**Source records:**
>>>

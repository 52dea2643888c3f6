//! Pipeline stage identifiers.

use serde::{Deserialize, Serialize};

/// One of the five feature-engineering stages, in execution order.
#[derive(Debug, Clone, Copy, PartialEq, Eq, PartialOrd, Ord, Hash, Serialize, Deserialize)]
pub enum StageKind {
    /// Arithmetic features from existing numeric columns.
    Computed,
    /// Ordinal, one-hot and frequency encodings of text columns.
    Encoded,
    /// Fixed-edge and data-driven range buckets.
    Binned,
    /// Calendar and relative-time features from timestamp columns.
    Time,
    /// Z-score and IQR outlier flags.
    Anomaly,
}

impl StageKind {
    /// All stages in pipeline order.
    pub const ALL: [StageKind; 5] = [
        StageKind::Computed,
        StageKind::Encoded,
        StageKind::Binned,
        StageKind::Time,
        StageKind::Anomaly,
    ];

    /// 1-based position in the pipeline.
    pub fn number(self) -> usize {
        match self {
            Self::Computed => 1,
            Self::Encoded => 2,
            Self::Binned => 3,
            Self::Time => 4,
            Self::Anomaly => 5,
        }
    }

    /// Short name used in intermediate output file names.
    pub fn slug(self) -> &'static str {
        match self {
            Self::Computed => "computed",
            Self::Encoded => "encoded",
            Self::Binned => "binned",
            Self::Time => "time",
            Self::Anomaly => "anomaly",
        }
    }

    /// Human-readable name used in logs and summaries.
    pub fn display_name(self) -> &'static str {
        match self {
            Self::Computed => "Derive computed columns",
            Self::Encoded => "Encode categorical features",
            Self::Binned => "Bin numeric ranges",
            Self::Time => "Time-based feature extraction",
            Self::Anomaly => "Flag anomalies",
        }
    }
}

impl std::fmt::Display for StageKind {
    fn fmt(&self, f: &mut std::fmt::Formatter<'_>) -> std::fmt::Result {
        f.write_str(self.slug())
    }
}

<<<

**Task prompt:** In the entries above, find every line with the word "Anomaly" and list it.

**Exercise output:**
    Anomaly,
        StageKind::Anomaly,
            Self::Anomaly => 5,
            Self::Anomaly => "anomaly",
            Self::Anomaly => "Flag anomalies",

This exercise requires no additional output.